- Born: Robert Jay LaKind November 3, 1945 New York, U.S.
- Died: December 24, 1992 (aged 47) Los Angeles, California, U.S.
- Genres: Rock
- Occupations: Musician; vocalist; songwriter;
- Instruments: Percussion; drums; vocals;
- Formerly of: The Doobie Brothers

= Bobby LaKind =

American musician (1945–1992)

Robert Jay LaKind (November 3, 1945 – December 24, 1992) was an American conga player, vocalist, songwriter and occasional backup drummer with the Doobie Brothers. Originally a stage manager and lighting roadie for the band, he was invited to join as a sideman for studio sessions after band members noticed his talent when LaKind goofed around on the congas after a concert.

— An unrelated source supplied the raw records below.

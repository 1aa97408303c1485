//! Table rendering of classification results.

use crate::notify::json::Report;
use crate::types::Status;
use colored::Colorize;
use tabled::{settings::Style, Table, Tabled};

#[derive(Tabled)]
struct ResultRow {
    #[tabled(rename = "Package")]
    package: String,
    #[tabled(rename = "Version")]
    version: String,
    #[tabled(rename = "Status")]
    status: String,
    #[tabled(rename = "Reason")]
    reason: String,
    #[tabled(rename = "Private latest")]
    private_version: String,
    #[tabled(rename = "Public latest")]
    public_version: String,
}

/// Render results as a table.
pub fn render_table(report: &Report) -> String {
    let rows: Vec<ResultRow> = report
        .packages
        .iter()
        .map(|p| ResultRow {
            package: p.package.clone(),
            version: p.version.clone(),
            status: format_status(p.status),
            reason: p.reason.clone(),
            private_version: or_dash(&p.private_version),
            public_version: or_dash(&p.public_version),
        })
        .collect();

    Table::new(rows).with(Style::modern()).to_string()
}

fn format_status(status: Status) -> String {
    let text = status.as_str();
    match status {
        Status::Secure | Status::Available => text.green().to_string(),
        Status::Vulnerable => text.red().bold().to_string(),
        Status::Suspicious => text.yellow().to_string(),
        Status::NotFound | Status::NotPossible | Status::Unknown => text.dimmed().to_string(),
    }
}

fn or_dash(s: &str) -> String {
    if s.is_empty() {
        "-".to_string()
    } else {
        s.to_string()
    }
}
//! Version ordering used for the tie-break annotation.

use std::cmp::Ordering;

/// Compare two version strings.
///
/// An empty version sorts below any non-empty one. Non-empty versions are
/// compared as opaque strings, so `"10.0.0" < "9.0.0"`. The decision table
/// only uses this for an advisory note on the reason.
pub fn compare_versions(a: &str, b: &str) -> Ordering {
    match (a.is_empty(), b.is_empty()) {
        (true, true) => Ordering::Equal,
        (true, false) => Ordering::Less,
        (false, true) => Ordering::Greater,
        (false, false) => a.cmp(b),
    }
}
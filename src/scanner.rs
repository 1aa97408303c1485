//! Scanner orchestrating registry probes and classification.

use crate::classify::{self, Classifier, EngineConfig};
use crate::config::NpmConfig;
use crate::notify::ConsoleOutput;
use crate::registry::{PresenceOracle, RegistryProbe};
use crate::types::{ClassificationResult, Dependency, PresenceResult, Result};
use futures::stream::{self, StreamExt};
use std::collections::HashMap;
use std::sync::Arc;
use std::time::Instant;
use tracing::{debug, info, warn};

/// Results of one scan, keyed by dependency name.
#[derive(Debug, Clone)]
pub struct ScanOutcome {
    pub results: HashMap<String, ClassificationResult>,
    pub duration_secs: f64,
}

/// Checks every dependency against the configured registries.
pub struct Scanner {
    classifier: Classifier,
    oracle: Arc<dyn PresenceOracle>,
    concurrency: usize,
    console: ConsoleOutput,
}

impl Scanner {
    /// Create a scanner backed by the HTTP registry probe.
    pub fn new(config: &NpmConfig, verbose: bool) -> Result<Self> {
        let probe = RegistryProbe::new(&config.http_config())?;

        Ok(
            Self::with_oracle(config.engine_config(), Arc::new(probe), config.concurrency)
                .with_console(ConsoleOutput::new(verbose, config.quiet)),
        )
    }

    /// Create a scanner with a custom presence oracle.
    pub fn with_oracle(engine: EngineConfig, oracle: Arc<dyn PresenceOracle>, concurrency: usize) -> Self {
        Self {
            classifier: Classifier::new(engine),
            oracle,
            concurrency: concurrency.max(1),
            console: ConsoleOutput::new(false, true),
        }
    }

    pub fn with_console(mut self, console: ConsoleOutput) -> Self {
        self.console = console;
        self
    }

    pub fn classifier(&self) -> &Classifier {
        &self.classifier
    }

    /// Probe and classify a single dependency.
    pub async fn check_dependency(&self, dep: &Dependency) -> ClassificationResult {
        check_dependency(&self.classifier, self.oracle.as_ref(), dep).await
    }

    /// Check all dependencies with bounded concurrency.
    ///
    /// A failure in one dependency's task yields an `unknown` result for that
    /// dependency only.
    pub async fn scan(&self, deps: &[Dependency]) -> ScanOutcome {
        let start_time = Instant::now();
        let config = self.classifier.config();

        match config.private_registry() {
            Some(private) => info!(
                "Checking {} dependencies against {} and {}",
                deps.len(),
                private,
                config.public_registry
            ),
            None => info!(
                "Checking {} dependencies against {} (no private registry)",
                deps.len(),
                config.public_registry
            ),
        }
        if !config.private_scope.is_empty() {
            self.console
                .print_info(&format!("Using private scope: {}", config.private_scope));
        }

        let pb = self
            .console
            .create_progress_bar(deps.len() as u64, "Checking registries");

        let checked: Vec<(Dependency, ClassificationResult)> = stream::iter(deps.iter().cloned())
            .map(|dep| {
                let classifier = self.classifier.clone();
                let oracle = Arc::clone(&self.oracle);
                let task_dep = dep.clone();
                let handle = tokio::spawn(async move {
                    check_dependency(&classifier, oracle.as_ref(), &task_dep).await
                });

                async move {
                    let result = match handle.await {
                        Ok(result) => result,
                        Err(e) => {
                            warn!("Check for {} failed: {}", dep.name, e);
                            classify::unknown(&dep, &e.to_string())
                        }
                    };
                    (dep, result)
                }
            })
            .buffer_unordered(self.concurrency)
            .inspect(|_| {
                if let Some(ref pb) = pb {
                    pb.inc(1);
                }
            })
            .collect()
            .await;

        if let Some(pb) = pb {
            pb.finish_and_clear();
        }

        let results: HashMap<String, ClassificationResult> = checked
            .into_iter()
            .map(|(dep, result)| (dep.name, result))
            .collect();

        let duration_secs = start_time.elapsed().as_secs_f64();
        debug!("Classified {} dependencies in {:.2}s", results.len(), duration_secs);
        self.console
            .print_progress(&format!("Checked {} dependencies", results.len()));

        ScanOutcome {
            results,
            duration_secs,
        }
    }
}

/// Probe both registries concurrently, then classify.
async fn check_dependency(
    classifier: &Classifier,
    oracle: &dyn PresenceOracle,
    dep: &Dependency,
) -> ClassificationResult {
    let config = classifier.config();

    let private_probe = async {
        match config.private_registry() {
            Some(url) => oracle.probe(&dep.name, url).await,
            None => PresenceResult::absent(),
        }
    };
    let public_probe = oracle.probe(&dep.name, &config.public_registry);

    let (private_info, public_info) = tokio::join!(private_probe, public_probe);
    debug!(
        "{}: private={:?} public={:?}",
        dep.name, private_info, public_info
    );

    classifier.evaluate(dep, &private_info, &public_info)
}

LaKind was from Teaneck, New Jersey and graduated from Teaneck High School as part of the class of 1963. He attended the University of Kentucky and was a member of Sigma Nu fraternity, the Animal House of the university's fraternities during the 1960s. Also a member of Sigma Nu during this time was basketball player and future coach Pat Riley.

LaKind was a session man with the Doobie Brothers from 1976 and joined them onstage as well. When the band appeared as guest stars on What's Happening!! in early 1978, he was portrayed as a full member. However, he was not actually credited as such on an album until the release of Farewell Tour in 1983. On Live at the Greek Theatre 1982, recorded on the Farewell Tour, he sings lead on "Sweet Maxine".

When the band reformed in 1988, he rejoined and was featured on the album Cycles, but he was soon forced into retirement by illness.

During the Doobie Brothers hiatus, and with some overlap, between approximately 1985 to 1991, he was also a member of local Santa Monica Afro-Cuban band, The Bonedaddys. He played congas and other percussion and recorded at least two albums with them: A-Koo-De-A (1988) and Worldbeatniks (1991).

LaKind's former bandmates performed two benefit concerts in 1992 to raise money for a trust fund set up for LaKind's two sons, Nicky and Cutter. He died from colon cancer on December 24 that year, at age 47.